Derek K. Miller was a Vancouver writer, musician, husband and dad. He was also a blogger, podcaster, and an important part of Canada’s social media community.
After Derek was diagnosed with cancer, he continued to blog, including about his illness. He was unflinchingly clear headed, open, and philosophical about it. He became a source of revelation and inspiration to the many people who read his blog.
Derek died on May 3, 2011. He was 41.
From his last blog post:
Here it is. I’m dead, and this is my last post to my blog. In advance, I asked that once my body finally shut down from the punishments of my cancer, then my family and friends publish this prepared message I wrote—the first part of the process of turning this from an active website to an archive.
If you knew me at all in real life, you probably heard the news already from another source, but however you found out, consider this a confirmation: I was born on June 30, 1969 in Vancouver, Canada, and I died in Burnaby on May 3, 2011, age 41, of complications from stage 4 metastatic colorectal cancer. We all knew this was coming.
Back in April 2008, Nora talked to Derek about our online legacies, and what should become of them when we die. When Nora asked him about the value of a public online legacy, Derek said:
I’m not somebody who’s at all spiritual. So I think of whatever legacy there’s going to be of me as the ideas and the things that I leave behind.
Something like a website, the nice thing about it, at least in my perspective, is that anybody can look at it. It’s not something like your photo album that’s in your attic… or the china pattern, or all the jewelery you’ve accumulated, or the magazines you had, or whatever.
It doesn’t have that immediacy of the smell of your old shirt. But what it does have is an ability for anybody who might be interested in what you were to look at it.
Derek’s last post, like so much of what he wrote, is well worth the read. You can find more of Derek’s words at penmachine.com, and you can listen to Nora’s interview with Derek here.
Derek's music was my first encounter with the Creative Commons movement, as I used "Fresh snow in the valley" in the first CBC Unplugged podcasts we did here in Vancouver during the 2005 lockout.
RIP Derek, and my best to his family.
Nora,
I was deeply, deeply saddened by the news of Derek's passing this week. Derek was my co-host on the podcast we run: Inside Home Recording. He was a fantastic person to know and he will be sorely missed.
I've been floored by the amount of attention his final post has received. I think he would have been quietly impressed by the attention it has generated.
Derek and I both enjoy(ed) listening to your show – but he always rubbed in the fact that he had a leg up on me in that he was able to hear your "sultry voice" (his words!) in real-time in his interview.
Keep up the fantastic work on the show.
Cheers, Dave
Hi Dave,
Thanks for sharing some memories about Derek. I bet he was a fantastic person to know; I only met him in person once or twice, but I was enormously impressed by him, through his writing, and the interview. We had hoped to do a follow up piece earlier in the year, but then he lost his voice.
Thanks again.
Derek was the one who took that photo of you and I at Northern Voice 2009, Nora, and I think that his photo is used on the Wikipedia entry on Nora Young
Thank you so much for this beautiful tribute, Nora. Are you coming to Northern Voice 2011?

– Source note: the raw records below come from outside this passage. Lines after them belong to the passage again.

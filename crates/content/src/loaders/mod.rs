//! Content loaders for reading game data from files.
//!
//! Loaders convert RON files into the same plain data structures the
//! builtin catalogs produce, so a deployment can override any catalog
//! without recompiling.

pub mod bosses;
pub mod quests;
pub mod titles;

pub use bosses::BossCatalogLoader;
pub use quests::QuestTemplateLoader;
pub use titles::TitleLoader;

use std::path::Path;

/// Common result type for loaders.
pub type LoadResult<T> = anyhow::Result<T>;

/// Helper function to read file contents.
pub(crate) fn read_file(path: &Path) -> LoadResult<String> {
    std::fs::read_to_string(path)
        .map_err(|e| anyhow::anyhow!("Failed to read file {}: {}", path.display(), e))
}
//! Dungeon difficulty tiers.

/// Difficulty bracket, E through SSS.
///
/// Each tier spans a fixed range of floors; floors beyond the last authored
/// tier stay at [`Tier::Sss`] rather than erroring - an explicit overflow
/// policy so the ladder has no upper bound.
#[derive(
    Clone,
    Copy,
    Debug,
    Default,
    PartialEq,
    Eq,
    PartialOrd,
    Ord,
    Hash,
    strum::Display,
    strum::EnumString,
    strum::AsRefStr,
)]
#[cfg_attr(feature = "serde", derive(serde::Serialize, serde::Deserialize))]
#[strum(serialize_all = "UPPERCASE", ascii_case_insensitive)]
pub enum Tier {
    #[default]
    E,
    D,
    C,
    B,
    A,
    S,
    #[strum(serialize = "SS")]
    Ss,
    #[strum(serialize = "SSS")]
    Sss,
}

impl Tier {
    /// Total number of tiers.
    pub const COUNT: usize = 8;

    /// Returns all tiers from easiest to hardest.
    pub const fn all() -> [Tier; Self::COUNT] {
        [
            Tier::E,
            Tier::D,
            Tier::C,
            Tier::B,
            Tier::A,
            Tier::S,
            Tier::Ss,
            Tier::Sss,
        ]
    }

    /// Zero-based position on the ladder.
    #[inline]
    pub const fn index(self) -> usize {
        self as usize
    }

    /// Tier for a 1-based floor number given a tier span in floors.
    ///
    /// Clamps at the highest tier beyond the authored range.
    pub fn for_floor(floor: u32, floors_per_tier: u32) -> Tier {
        let all = Self::all();
        let idx = ((floor.saturating_sub(1)) / floors_per_tier.max(1)) as usize;
        all[idx.min(Self::COUNT - 1)]
    }
}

I remember him taking that photo at Northern Voice. I can't make it this year. It looks like a great lineup!
DKM was my first editor back in the early days of the 432 at
UBC. I didn't know him well — there was a 20 year age
difference between us — but I often thought he was a person
I wish I'd known better. I admire the strength, the
objectivty and the uniqure perspectives he displayed as he
approached -30-
stunning resolve. flies in the face of 'no atheists in foxholes'. he never waivered in his atheistic beliefs. impressive, most impressive…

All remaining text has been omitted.